The title is ironical. Simondon would probably be appalled at the level of tech ignorance we are kept in. Instead of technological awareness, we experience black boxes, planned obsolescence and opaque production processes. Yet, this obfuscation of the inner workings of technology is not a fatality; it’s driven by the ideology behind consumerism and extreme capitalism.

The young people in the photos are working on engines that look so complex that I thought the photos were AI-generated. The images are real, they were taken by Luque Sánchez during workshops at a vocational secondary school in Dieppe. Will these teenagers, who have a hands-on experience of technology, fare better than others in the age of the automated society? How can education critically engage with opaque systems? Is it too late for younger generations to reappropiate technology?
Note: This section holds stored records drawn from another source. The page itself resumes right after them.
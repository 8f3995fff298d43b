//! Bounded worker pool with idle keep-alive.
//!
//! Workers are spawned lazily when queued jobs outnumber idle workers, up to
//! `max_workers`. A worker that waits longer than `keep_alive` without work
//! exits; the next burst spawns fresh ones.

use std::collections::VecDeque;
use std::panic::{self, AssertUnwindSafe};
use std::sync::{Arc, Condvar, Mutex, MutexGuard};
use std::thread;
use std::time::{Duration, Instant};

use crossbeam_channel::RecvTimeoutError;
use tracing::{debug, warn};

use crate::error::PoolError;

type Job = Box<dyn FnOnce() + Send + 'static>;

struct PoolState {
    queue: VecDeque<Job>,
    live: usize,
    idle: usize,
    running: usize,
    spawned: u64,
    shutdown: bool,
}

struct Shared {
    name: String,
    max_workers: usize,
    keep_alive: Duration,
    state: Mutex<PoolState>,
    available: Condvar,
}

impl Shared {
    fn lock(&self) -> MutexGuard<'_, PoolState> {
        self.state.lock().unwrap_or_else(|e| e.into_inner())
    }
}

/// A fixed-maximum pool of named background threads.
pub struct WorkerPool {
    shared: Arc<Shared>,
}

impl WorkerPool {
    pub fn new(name: impl Into<String>, max_workers: usize, keep_alive: Duration) -> Self {
        Self {
            shared: Arc::new(Shared {
                name: name.into(),
                max_workers: max_workers.max(1),
                keep_alive,
                state: Mutex::new(PoolState {
                    queue: VecDeque::new(),
                    live: 0,
                    idle: 0,
                    running: 0,
                    spawned: 0,
                    shutdown: false,
                }),
                available: Condvar::new(),
            }),
        }
    }

    /// Queue a job; spawns a worker if none is free and the pool has room.
    pub fn execute<F>(&self, job: F) -> Result<(), PoolError>
    where
        F: FnOnce() + Send + 'static,
    {
        let mut state = self.shared.lock();
        if state.shutdown {
            return Err(PoolError::ShutDown);
        }
        state.queue.push_back(Box::new(job));

        if state.queue.len() <= state.idle {
            self.shared.available.notify_one();
            return Ok(());
        }
        if state.live >= self.shared.max_workers {
            // Every worker is busy; the job waits its turn.
            return Ok(());
        }

        state.live += 1;
        state.spawned += 1;
        let worker_name = format!("{}-{}", self.shared.name, state.spawned);
        let shared = Arc::clone(&self.shared);
        let spawn = thread::Builder::new()
            .name(worker_name.clone())
            .spawn(move || worker_loop(shared));

        match spawn {
            Ok(_) => {
                debug!(worker = %worker_name, live = state.live, "spawned pool worker");
                Ok(())
            }
            Err(e) => {
                state.live -= 1;
                if state.live == 0 {
                    // Nobody would ever run it.
                    state.queue.pop_back();
                    return Err(PoolError::Spawn(e));
                }
                warn!(worker = %worker_name, error = %e, "failed to spawn extra pool worker");
                Ok(())
            }
        }
    }

    /// Run `job` on the pool and hand its output to `on_reply`, which also
    /// runs on the pool thread.
    pub fn post_and_reply<T, J, R>(&self, job: J, on_reply: R) -> Result<(), PoolError>
    where
        T: Send + 'static,
        J: FnOnce() -> T + Send + 'static,
        R: FnOnce(T) + Send + 'static,
    {
        self.execute(move || on_reply(job()))
    }

    /// Run `job` on the pool and block until it finishes or `timeout` passes.
    ///
    /// A timed-out job is not cancelled; it still runs to completion.
    pub fn post_and_wait<T, J>(&self, job: J, timeout: Duration) -> Result<T, PoolError>
    where
        T: Send + 'static,
        J: FnOnce() -> T + Send + 'static,
    {
        let (tx, rx) = crossbeam_channel::bounded(1);
        self.execute(move || {
            // The waiter may have given up already.
            let _ = tx.send(job());
        })?;
        match rx.recv_timeout(timeout) {
            Ok(value) => Ok(value),
            Err(RecvTimeoutError::Timeout) => Err(PoolError::Timeout(timeout)),
            Err(RecvTimeoutError::Disconnected) => Err(PoolError::Abandoned),
        }
    }

    pub fn name(&self) -> &str {
        &self.shared.name
    }

    pub fn max_workers(&self) -> usize {
        self.shared.max_workers
    }

    pub fn keep_alive(&self) -> Duration {
        self.shared.keep_alive
    }

    /// Worker threads currently alive, busy or idle.
    pub fn live_workers(&self) -> usize {
        self.shared.lock().live
    }

    pub fn idle_workers(&self) -> usize {
        self.shared.lock().idle
    }

    /// Workers currently running a job.
    pub fn busy_workers(&self) -> usize {
        self.shared.lock().running
    }

    pub fn queued_jobs(&self) -> usize {
        self.shared.lock().queue.len()
    }

    /// Stop accepting jobs. Queued jobs still run; workers then exit.
    pub fn shutdown(&self) {
        let mut state = self.shared.lock();
        if !state.shutdown {
            state.shutdown = true;
            debug!(pool = %self.shared.name, queued = state.queue.len(), "pool shutting down");
            self.shared.available.notify_all();
        }
    }
}

impl Drop for WorkerPool {
    fn drop(&mut self) {
        self.shutdown();
    }
}

fn worker_loop(shared: Arc<Shared>) {
    loop {
        let job = {
            let mut state = shared.lock();
            let deadline = Instant::now() + shared.keep_alive;
            loop {
                if let Some(job) = state.queue.pop_front() {
                    state.running += 1;
                    break job;
                }
                let now = Instant::now();
                if state.shutdown || now >= deadline {
                    state.live -= 1;
                    debug!(
                        worker = thread::current().name().unwrap_or("pool-worker"),
                        live = state.live,
                        "pool worker exiting"
                    );
                    return;
                }
                state.idle += 1;
                let (guard, _) = shared
                    .available
                    .wait_timeout(state, deadline - now)
                    .unwrap_or_else(|e| e.into_inner());
                state = guard;
                state.idle -= 1;
            }
        };

        if panic::catch_unwind(AssertUnwindSafe(job)).is_err() {
            warn!(pool = %shared.name, "pool job panicked");
        }
        shared.lock().running -= 1;
    }
}
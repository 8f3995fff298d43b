use std::path::PathBuf;

use clap::{Parser, ValueEnum};
use fontreq_core::FontStyle;

/// Resolve font requests against a local font directory.
///
/// Every query goes through the caching, coalescing loader so repeated
/// queries show cache hits in the final stats line.
#[derive(Parser, Debug)]
#[command(name = "fontreq", version, about)]
pub struct CliArgs {
    /// Directory scanned for .ttf/.otf/.ttc files
    #[arg(long, env = "FONTS_DIR", default_value = "fonts")]
    pub font_dir: PathBuf,

    /// Family query; repeat to load several families
    #[arg(long = "query", short = 'q', required = true)]
    pub queries: Vec<String>,

    /// Style variant: normal, bold, italic, bold-italic
    #[arg(long, default_value = "normal")]
    pub style: FontStyle,

    /// Load mode
    #[arg(long, value_enum, default_value_t = LoadMode::Blocking)]
    pub mode: LoadMode,

    /// Blocking timeout in milliseconds; 0 waits forever on the calling thread
    #[arg(long)]
    pub timeout_ms: Option<u64>,

    /// Issue every query this many times
    #[arg(long, default_value_t = 1)]
    pub repeat: usize,

    /// Provider authority recorded in the request identity
    #[arg(long, default_value = "local.fonts")]
    pub authority: String,

    /// Provider package recorded in the request identity
    #[arg(long, default_value = "local.fonts.directory")]
    pub package: String,

    /// Optional TOML file with loader settings (overrides FONTS_* env vars)
    #[arg(long)]
    pub config: Option<PathBuf>,
}

#[derive(Debug, Clone, Copy, PartialEq, Eq, ValueEnum)]
pub enum LoadMode {
    Blocking,
    Async,
}
mod cli;
mod config;
mod provider;

use std::sync::Arc;
use std::time::Duration;

use anyhow::{bail, Context, Result};
use clap::Parser;
use tracing::info;

use fontreq_core::{FontProvider, FontRequest, FontStyle, LoaderConfig};
use fontreq_loader::{FetchTimeout, LoadResult, Loader, LoopThread, Subscriber};

use crate::cli::{CliArgs, LoadMode};
use crate::provider::DirectoryProvider;

/// How long async mode waits for all callbacks before giving up.
const ASYNC_GRACE: Duration = Duration::from_secs(30);

fn main() -> Result<()> {
    // Initialize tracing
    tracing_subscriber::fmt()
        .with_env_filter(
            tracing_subscriber::EnvFilter::try_from_default_env()
                .unwrap_or_else(|_| tracing_subscriber::EnvFilter::new("warn")),
        )
        .with_target(false)
        .init();

    let args = CliArgs::parse();
    let config = config::load(args.config.as_deref()).context("failed to load configuration")?;
    config.log_summary();

    let provider: Arc<dyn FontProvider> = Arc::new(DirectoryProvider::new(&args.font_dir));
    let timeout = resolve_timeout(args.timeout_ms, &config);
    let loader = Loader::new(provider, config);
    info!(dir = %args.font_dir.display(), queries = args.queries.len(), "loading fonts");

    let requests: Vec<FontRequest> = args
        .queries
        .iter()
        .map(|q| FontRequest::new(&args.authority, &args.package, q))
        .collect();

    match args.mode {
        LoadMode::Blocking => run_blocking(&loader, &requests, args.style, timeout, args.repeat),
        LoadMode::Async => run_async(&loader, &requests, args.style, args.repeat)?,
    }

    let stats = loader.stats();
    println!(
        "cache: {} hits, {} misses, {}/{} entries ({:.0}% hit rate)",
        stats.hits,
        stats.misses,
        stats.len,
        stats.capacity,
        stats.hit_rate() * 100.0
    );
    Ok(())
}

fn resolve_timeout(timeout_ms: Option<u64>, config: &LoaderConfig) -> FetchTimeout {
    match timeout_ms {
        Some(0) => FetchTimeout::Infinite,
        Some(ms) => FetchTimeout::After(Duration::from_millis(ms)),
        None => FetchTimeout::After(config.default_timeout()),
    }
}

fn run_blocking(loader: &Loader, requests: &[FontRequest], style: FontStyle, timeout: FetchTimeout, repeat: usize) {
    for _ in 0..repeat {
        for request in requests {
            let result = loader.load_blocking(request, style, timeout);
            report(&request.query, &result);
        }
    }
}

fn run_async(loader: &Loader, requests: &[FontRequest], style: FontStyle, repeat: usize) -> Result<()> {
    let origin = LoopThread::spawn("fontreq-main").context("failed to start callback thread")?;
    let (done_tx, done_rx) = crossbeam_channel::unbounded();

    let mut expected = 0;
    for _ in 0..repeat {
        for request in requests {
            let query = request.query.clone();
            let done = done_tx.clone();
            let subscriber = Subscriber::new(origin.clone(), move |result: LoadResult| {
                report(&query, &result);
                let _ = done.send(());
            });
            // Submission failures are also delivered to the subscriber.
            let _ = loader.request_font(request, style, subscriber);
            expected += 1;
        }
    }

    for received in 0..expected {
        if done_rx.recv_timeout(ASYNC_GRACE).is_err() {
            bail!("only {received} of {expected} font loads completed");
        }
    }
    Ok(())
}

fn report(query: &str, result: &LoadResult) {
    match result {
        Ok(typeface) => println!(
            "{query}: ok ({}, {:?}, {} bytes)",
            typeface.sources().first().map(|s| s.uri.as_str()).unwrap_or("-"),
            typeface.style(),
            typeface.data().len()
        ),
        Err(e) => println!("{query}: failed [{}] {e}", e.code()),
    }
}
Félix Luque Sánchez and Vincent Evrard, in collaboration with Ben Bertrand and Mercedes Dassy, Perpétuité III, 2025


Félix Luque Sánchez and Vincent Evrard, in collaboration with Ben Bertrand and Mercedes Dassy, Perpétuité III, 2025


Félix Luque Sánchez and Vincent Evrard, in collaboration with Ben Bertrand and Mercedes Dassy, Perpétuité III, 2025


Félix Luque Sánchez and Vincent Evrard, in collaboration with Ben Bertrand and Mercedes Dassy, Perpétuité III, 2025

Perpétuité III is an installation in 3 chapters. In the first room, a film shows a dancer and a musician performing in white space. She adopts poses i’d associate with a fashion influencer. The second space is the room where the performance was filmed. The technical apparatus is still there, reproducing exactly the lights, camera motions and environment of the performance. This time, however, we are the performers. We watch the camera moving from one part of the room to another, just like it did during the performance. We experience the same lighting modulations as the ones developed for the performance. Except none of us has the brio and talent of the dancer. The third room shows the performance we gave in room 2. We didn’t realise we were being recorded. There’s a delay of a few minutes between our passage in room 2 and the screening of its recording in room 3. If you stay long enough, you can watch the recording of your “performance.” A mirror of our tech-obsessed society, the installation is about simulacra, about a performance we never experience directly but discover through its representations.


Félix Luque, Damien Gernay & Vincent Evrard, Perpétuité 4

The exhibition closes with Perpétuité 4, a triptych that uses found footage to depict the production of cars, from manufacturing to crash test to driving in cities. Every stage is devoid of humans. The “dark factory” only requires robotic arms to assemble vehicles, the crash tests use dummies and remotely operated cars, the driving around urban areas is autonomous. The experience is accompanied by an algorithmic music composition. Infinite, it emphasises the idea of a perpetual, automated cycle with no beginning and no end. As if the Earth and its resources were not limited.

Watching the hypnotic images, i didn’t think about progress, technology or AI. I thought about ghosts and about a system that doesn’t need citizens and ecosystems. Just customers and minerals.

More images from the exhibition:


Félix Luque Sánchez, Flags, in collaboration with D-E-A-L, 2025


Félix Luque Sánchez, Nicolas Torres, Le Motel, Flora, 2025


Félix Luque Sánchez, Nicolas Torres, Le Motel, Flora, 2025


Félix Luque Sánchez in collaboration with the Lycée Émulation Dieppoise, T-Slot, 2025

La Société Automatique, an exhibition by Félix Luque Sánchez, in collaboration with Vincent Evrard, Damien Gernay and Íñigo Bilbao Lopategui, remains open at iMAL in Brussels until 15 February 2026. Choreography and performance: Mercedes Dassy / Music: Le Motel & Ben Bertrand.